UnitedHealth To Modify Executive Benefits
The UnitedHealth Group board on Monday voted to end equity-based awards for company CEO William McGuire and Chief Operating Officer Stephen Hemsley amid recent criticism of stock options and other compensation for top executives, the Los Angeles Times reports (Los Angeles Times, 5/2). The board also voted to eliminate for top executives:
- Increased severance payments in the event that the company is sold;
- Retiree health benefits;
- Life insurance and disability premiums; and
- Reimbursement for personal use of company aircraft.
Meanwhile, at the Society of American Business Editors and Writers on Monday in Minneapolis, McGuire defended the stock options that he and other top executives have received and said that his compensation did not affect health care costs for members (Phelps, Minneapolis Star Tribune, 5/1).
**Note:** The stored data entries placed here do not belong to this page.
//! Transport boundary: client intents, relay messages, and replicas that
//! validate relayed transitions against their own match copy.

pub mod messages;
pub mod replica;

pub use messages::{Intent, SyncMessage};
pub use replica::Replica;
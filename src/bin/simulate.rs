//! Run all-bot Ludo matches on a virtual clock and print the standings.
//!
//! Usage: cargo run --bin simulate -- [--games 100] [--seed 42] [--exact-finish] [--json]
//!
//! Set `RUST_LOG=ludo_engine=debug` to trace every transition.

use std::process::ExitCode;

use clap::{Parser, ValueEnum};
use serde::Serialize;
use thiserror::Error;
use tracing::{error, info};

use ludo_engine::{
    BaseFirst, ConfigError, EngineError, FinishRule, FirstLegal, MatchConfig, MovePolicy, PlayerId, RulesConfig,
    SeatConfig, Table, TimingConfig, UniformRandom, SEAT_COUNT,
};

/// Simulate all-bot Ludo matches
#[derive(Parser, Debug)]
#[command(name = "simulate")]
#[command(about = "Play bot-only Ludo matches and report standings", long_about = None)]
struct Args {
    /// Number of matches to play
    #[arg(long, default_value_t = 1)]
    games: u64,

    /// Seed of the first match; match `i` uses `seed + i`
    #[arg(long, default_value_t = 42)]
    seed: u64,

    /// Require an exact roll to reach home
    #[arg(long)]
    exact_finish: bool,

    /// Bot move policy
    #[arg(long, value_enum, default_value_t = Policy::BaseFirst)]
    policy: Policy,

    /// Use the product's animation timings instead of zero delays
    #[arg(long)]
    real_timing: bool,

    /// Print one JSON object per match instead of text
    #[arg(long)]
    json: bool,
}

#[derive(Clone, Copy, Debug, ValueEnum)]
enum Policy {
    BaseFirst,
    FirstLegal,
    Random,
}

impl Policy {
    fn build(self) -> Box<dyn MovePolicy> {
        match self {
            Policy::BaseFirst => Box::new(BaseFirst),
            Policy::FirstLegal => Box::new(FirstLegal),
            Policy::Random => Box::new(UniformRandom),
        }
    }
}

#[derive(Debug, Error)]
enum SimulateError {
    #[error("invalid configuration: {0}")]
    Config(#[from] ConfigError),
    #[error("match stalled: {0}")]
    Engine(#[from] EngineError),
}

#[derive(Serialize)]
struct MatchSummary {
    seed: u64,
    standings: Vec<PlayerId>,
    turns: u32,
    captures: usize,
    virtual_ms: u64,
}

fn play(args: &Args, seed: u64) -> Result<MatchSummary, SimulateError> {
    let finish_rule = if args.exact_finish {
        FinishRule::Exact
    } else {
        FinishRule::OvershootToHome
    };
    let timing = if args.real_timing {
        TimingConfig::default()
    } else {
        TimingConfig::instant()
    };
    let config = MatchConfig::default()
        .with_seed(seed)
        .with_rules(RulesConfig::default().with_finish_rule(finish_rule))
        .with_timing(timing);

    let seats: [SeatConfig; SEAT_COUNT] =
        std::array::from_fn(|i| SeatConfig::bot(format!("bot-{i}"), format!("Bot {}", PlayerId(i as u8).color())));
    let mut table = Table::new(seats, &config, 0)?.with_policy(args.policy.build());

    let mut captures = 0;
    let virtual_ms = table.run_until(u64::MAX, |events| {
        captures += events.iter().filter(|e| e.is_capture()).count();
    })?;

    let standings = table
        .state()
        .standings()
        .into_iter()
        .map(|(seat, _)| seat)
        .collect();
    Ok(MatchSummary {
        seed,
        standings,
        turns: table.state().turn_number(),
        captures,
        virtual_ms,
    })
}

fn main() -> ExitCode {
    tracing_subscriber::fmt()
        .with_env_filter(
            tracing_subscriber::EnvFilter::try_from_default_env().unwrap_or_else(|_| "warn".into()),
        )
        .with_writer(std::io::stderr)
        .init();

    let args = Args::parse();
    info!(?args, "starting simulation");

    let mut wins = [0u64; SEAT_COUNT];
    for i in 0..args.games {
        let seed = args.seed.wrapping_add(i);
        let summary = match play(&args, seed) {
            Ok(summary) => summary,
            Err(err) => {
                error!(%err, seed, "simulation failed");
                return ExitCode::FAILURE;
            }
        };

        if let Some(winner) = summary.standings.first() {
            wins[winner.index()] += 1;
        }
        if args.json {
            match serde_json::to_string(&summary) {
                Ok(line) => println!("{line}"),
                Err(err) => error!(%err, "failed to encode summary"),
            }
        } else {
            let order: Vec<String> = summary.standings.iter().map(|p| p.color().to_string()).collect();
            println!(
                "seed {:>6}  turns {:>4}  captures {:>3}  standings {}",
                summary.seed,
                summary.turns,
                summary.captures,
                order.join(" > ")
            );
        }
    }

    if !args.json && args.games > 1 {
        println!();
        for seat in PlayerId::all() {
            println!("{:<7} won {:>5} of {}", seat.color().to_string(), wins[seat.index()], args.games);
        }
    }
    ExitCode::SUCCESS
}
//! Deterministic random number generation for dice and bots.
//!
//! ## Key Features
//!
//! - **Deterministic**: Same seed produces identical dice sequence
//! - **Serializable**: O(1) state capture and restore, so a snapshotted match
//!   resumes with the same upcoming rolls
//! - **Context streams**: Independent sequences for dice and bot decisions
//!
//! ```
//! use ludo_engine::core::GameRng;
//!
//! let mut a = GameRng::new(7);
//! let mut b = GameRng::new(7);
//! assert_eq!(a.roll_die(), b.roll_die());
//! ```

use rand::{Rng, SeedableRng};
use rand_chacha::ChaCha8Rng;
use serde::{Deserialize, Serialize};
use std::hash::{Hash, Hasher};

/// Number of faces on the die.
pub const DIE_FACES: u8 = 6;

/// Deterministic RNG backed by ChaCha8.
///
/// Serializes through [`GameRngState`], so it can live inside a `Match`.
#[derive(Clone, Debug, Serialize, Deserialize)]
#[serde(into = "GameRngState", from = "GameRngState")]
pub struct GameRng {
    inner: ChaCha8Rng,
    seed: u64,
}

impl GameRng {
    /// Create a new RNG with the given seed.
    #[must_use]
    pub fn new(seed: u64) -> Self {
        Self {
            inner: ChaCha8Rng::seed_from_u64(seed),
            seed,
        }
    }

    /// Create an independent stream for a specific context.
    ///
    /// Used to keep bot choices from consuming dice randomness.
    /// The same context always produces the same stream from the same seed.
    #[must_use]
    pub fn for_context(&self, context: &str) -> Self {
        use std::collections::hash_map::DefaultHasher;

        let mut hasher = DefaultHasher::new();
        self.seed.hash(&mut hasher);
        context.hash(&mut hasher);
        Self::new(hasher.finish())
    }

    /// Roll one die: uniform in `1..=6`.
    pub fn roll_die(&mut self) -> u8 {
        self.inner.gen_range(1..=DIE_FACES)
    }

    /// Generate a random usize in the given range.
    pub fn gen_range_usize(&mut self, range: std::ops::Range<usize>) -> usize {
        self.inner.gen_range(range)
    }

    /// Choose a random element from a slice.
    #[must_use]
    pub fn choose<'a, T>(&mut self, slice: &'a [T]) -> Option<&'a T> {
        use rand::seq::SliceRandom;
        slice.choose(&mut self.inner)
    }

    /// Get the current state for serialization.
    #[must_use]
    pub fn state(&self) -> GameRngState {
        GameRngState {
            seed: self.seed,
            word_pos: self.inner.get_word_pos(),
        }
    }

    /// Restore from a saved state.
    #[must_use]
    pub fn from_state(state: &GameRngState) -> Self {
        let mut inner = ChaCha8Rng::seed_from_u64(state.seed);
        inner.set_word_pos(state.word_pos);
        Self {
            inner,
            seed: state.seed,
        }
    }
}

/// Serializable RNG state for snapshots.
///
/// Uses the ChaCha8 word position, so size is independent of how many
/// dice have been rolled.
#[derive(Clone, Debug, PartialEq, Eq, Serialize, Deserialize)]
pub struct GameRngState {
    /// Original seed
    pub seed: u64,
    /// ChaCha8 word position (128-bit counter)
    pub word_pos: u128,
}

impl From<GameRng> for GameRngState {
    fn from(rng: GameRng) -> Self {
        rng.state()
    }
}

impl From<GameRngState> for GameRng {
    fn from(state: GameRngState) -> Self {
        GameRng::from_state(&state)
    }
}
In related news, the Wall Street Journal on Tuesday examined how UnitedHealth shareholders at an annual meeting on Tuesday "will be demanding to know whether ... McGuire and other senior managers backdated past stock options" and "just as central to the company's prospects -- and to investors -- is how UnitedHealth will navigate the growing competitive pressures that threaten the thick profit margins of major health insurers."
According to the Journal, the "managed care industry appears to be on the downward slope of its profit cycle" after "a long streak of record earnings." Increased health care costs and reduced health benefits offered by employers have left "insurers ... struggling to expand, and more appear to be willing to win business with more aggressively priced premiums," the Journal reports (Fuhrmans, Wall Street Journal, 5/2).